▸ **WORK TO BE COMPLETED**: Will you transcribe the entries that follow, exactly and in full?

-- AVAILABLE DATA follows --

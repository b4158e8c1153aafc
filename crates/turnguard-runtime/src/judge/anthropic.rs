//! Anthropic Messages API judge backend.
//!
//! Sends the judge prompt as a single user message and returns the text
//! blocks of the reply.

use async_trait::async_trait;
use serde::{Deserialize, Serialize};
use std::sync::Arc;
use std::time::Duration;

use turnguard_core::JudgeError;

use super::secrets::ApiCredential;
use super::JudgeBackend;
use crate::config::AnthropicSettings;

const API_VERSION: &str = "2023-06-01";

/// Judge backed by the Anthropic Messages API.
pub struct AnthropicBackend {
    credential: Arc<ApiCredential>,
    base_url: String,
    model: String,
    max_tokens: u32,
    client: reqwest::Client,
}

impl std::fmt::Debug for AnthropicBackend {
    fn fmt(&self, f: &mut std::fmt::Formatter<'_>) -> std::fmt::Result {
        f.debug_struct("AnthropicBackend")
            .field("credential", &self.credential)
            .field("base_url", &self.base_url)
            .field("model", &self.model)
            .finish()
    }
}

impl AnthropicBackend {
    pub fn new(
        credential: Arc<ApiCredential>,
        settings: &AnthropicSettings,
    ) -> Result<Self, JudgeError> {
        if !settings.base_url.starts_with("http://") && !settings.base_url.starts_with("https://") {
            return Err(JudgeError::Unavailable(format!(
                "Anthropic base_url must start with http:// or https://, got '{}'",
                settings.base_url
            )));
        }

        let client = reqwest::Client::builder()
            .build()
            .map_err(|e| JudgeError::Unavailable(format!("failed to build HTTP client: {e}")))?;

        Ok(Self {
            credential,
            base_url: settings.base_url.trim_end_matches('/').to_string(),
            model: settings.model.clone(),
            max_tokens: settings.max_tokens,
            client,
        })
    }
}

#[derive(Debug, Serialize)]
struct MessagesRequest<'a> {
    model: &'a str,
    max_tokens: u32,
    messages: [RequestMessage<'a>; 1],
}

#[derive(Debug, Serialize)]
struct RequestMessage<'a> {
    role: &'static str,
    content: &'a str,
}

#[derive(Debug, Deserialize)]
struct MessagesResponse {
    content: Vec<ContentBlock>,
}

#[derive(Debug, Deserialize)]
struct ContentBlock {
    #[serde(default)]
    text: Option<String>,
}

#[derive(Debug, Deserialize)]
struct ErrorResponse {
    error: ErrorDetail,
}

#[derive(Debug, Deserialize)]
struct ErrorDetail {
    message: String,
}

#[async_trait]
impl JudgeBackend for AnthropicBackend {
    async fn ask(&self, prompt: &str, timeout: Duration) -> Result<String, JudgeError> {
        let request = MessagesRequest {
            model: &self.model,
            max_tokens: self.max_tokens,
            messages: [RequestMessage {
                role: "user",
                content: prompt,
            }],
        };

        let response = self
            .client
            .post(format!("{}/messages", self.base_url))
            .header("x-api-key", self.credential.expose())
            .header("anthropic-version", API_VERSION)
            .timeout(timeout)
            .json(&request)
            .send()
            .await
            .map_err(|e| {
                if e.is_timeout() {
                    JudgeError::Timeout(timeout)
                } else {
                    JudgeError::Backend(e.to_string())
                }
            })?;

        let status = response.status();
        if !status.is_success() {
            let message = match response.json::<ErrorResponse>().await {
                Ok(body) => body.error.message,
                Err(_) => status.canonical_reason().unwrap_or("unknown error").to_string(),
            };
            return Err(JudgeError::Api {
                status: status.as_u16(),
                message,
            });
        }

        let body: MessagesResponse = response
            .json()
            .await
            .map_err(|e| JudgeError::Malformed(e.to_string()))?;

        Ok(body
            .content
            .into_iter()
            .filter_map(|block| block.text)
            .collect::<Vec<_>>()
            .join(""))
    }

    async fn health_check(&self) -> bool {
        !self.credential.is_empty()
    }

    fn name(&self) -> &str {
        "anthropic"
    }
}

-- AVAILABLE DATA concluded --

▸ **SOLUTION FOR THIS PROBLEM**:
repository b4158e8c1153aafc
filename crates/turnguard-runtime/src/judge/anthropic.rs
//! Anthropic Messages API judge backend.
//!
//! Sends the judge prompt as a single user message and returns the text
//! blocks of the reply.

use async_trait::async_trait;
use serde::{Deserialize, Serialize};
use std::sync::Arc;
use std::time::Duration;

use turnguard_core::JudgeError;

use super::secrets::ApiCredential;
use super::JudgeBackend;
use crate::config::AnthropicSettings;

const API_VERSION: &str = "2023-06-01";

/// Judge backed by the Anthropic Messages API.
pub struct AnthropicBackend {
    credential: Arc<ApiCredential>,
    base_url: String,
    model: String,
    max_tokens: u32,
    client: reqwest::Client,
}

impl std::fmt::Debug for AnthropicBackend {
    fn fmt(&self, f: &mut std::fmt::Formatter<'_>) -> std::fmt::Result {
        f.debug_struct("AnthropicBackend")
            .field("credential", &self.credential)
            .field("base_url", &self.base_url)
            .field("model", &self.model)
            .finish()
    }
}

impl AnthropicBackend {
    pub fn new(
        credential: Arc<ApiCredential>,
        settings: &AnthropicSettings,
    ) -> Result<Self, JudgeError> {
        if !settings.base_url.starts_with("http://") && !settings.base_url.starts_with("https://") {
            return Err(JudgeError::Unavailable(format!(
                "Anthropic base_url must start with http:// or https://, got '{}'",
                settings.base_url
            )));
        }

        let client = reqwest::Client::builder()
            .build()
            .map_err(|e| JudgeError::Unavailable(format!("failed to build HTTP client: {e}")))?;

        Ok(Self {
            credential,
            base_url: settings.base_url.trim_end_matches('/').to_string(),
            model: settings.model.clone(),
            max_tokens: settings.max_tokens,
            client,
        })
    }
}

#[derive(Debug, Serialize)]
struct MessagesRequest<'a> {
    model: &'a str,
    max_tokens: u32,
    messages: [RequestMessage<'a>; 1],
}

#[derive(Debug, Serialize)]
struct RequestMessage<'a> {
    role: &'static str,
    content: &'a str,
}

#[derive(Debug, Deserialize)]
struct MessagesResponse {
    content: Vec<ContentBlock>,
}

#[derive(Debug, Deserialize)]
struct ContentBlock {
    #[serde(default)]
    text: Option<String>,
}

#[derive(Debug, Deserialize)]
struct ErrorResponse {
    error: ErrorDetail,
}

#[derive(Debug, Deserialize)]
struct ErrorDetail {
    message: String,
}

#[async_trait]
impl JudgeBackend for AnthropicBackend {
    async fn ask(&self, prompt: &str, timeout: Duration) -> Result<String, JudgeError> {
        let request = MessagesRequest {
            model: &self.model,
            max_tokens: self.max_tokens,
            messages: [RequestMessage {
                role: "user",
                content: prompt,
            }],
        };

        let response = self
            .client
            .post(format!("{}/messages", self.base_url))
            .header("x-api-key", self.credential.expose())
            .header("anthropic-version", API_VERSION)
            .timeout(timeout)
            .json(&request)
            .send()
            .await
            .map_err(|e| {
                if e.is_timeout() {
                    JudgeError::Timeout(timeout)
                } else {
                    JudgeError::Backend(e.to_string())
                }
            })?;

        let status = response.status();
        if !status.is_success() {
            let message = match response.json::<ErrorResponse>().await {
                Ok(body) => body.error.message,
                Err(_) => status.canonical_reason().unwrap_or("unknown error").to_string(),
            };
            return Err(JudgeError::Api {
                status: status.as_u16(),
                message,
            });
        }

        let body: MessagesResponse = response
            .json()
            .await
            .map_err(|e| JudgeError::Malformed(e.to_string()))?;

        Ok(body
            .content
            .into_iter()
            .filter_map(|block| block.text)
            .collect::<Vec<_>>()
            .join(""))
    }

    async fn health_check(&self) -> bool {
        !self.credential.is_empty()
    }

    fn name(&self) -> &str {
        "anthropic"
    }
}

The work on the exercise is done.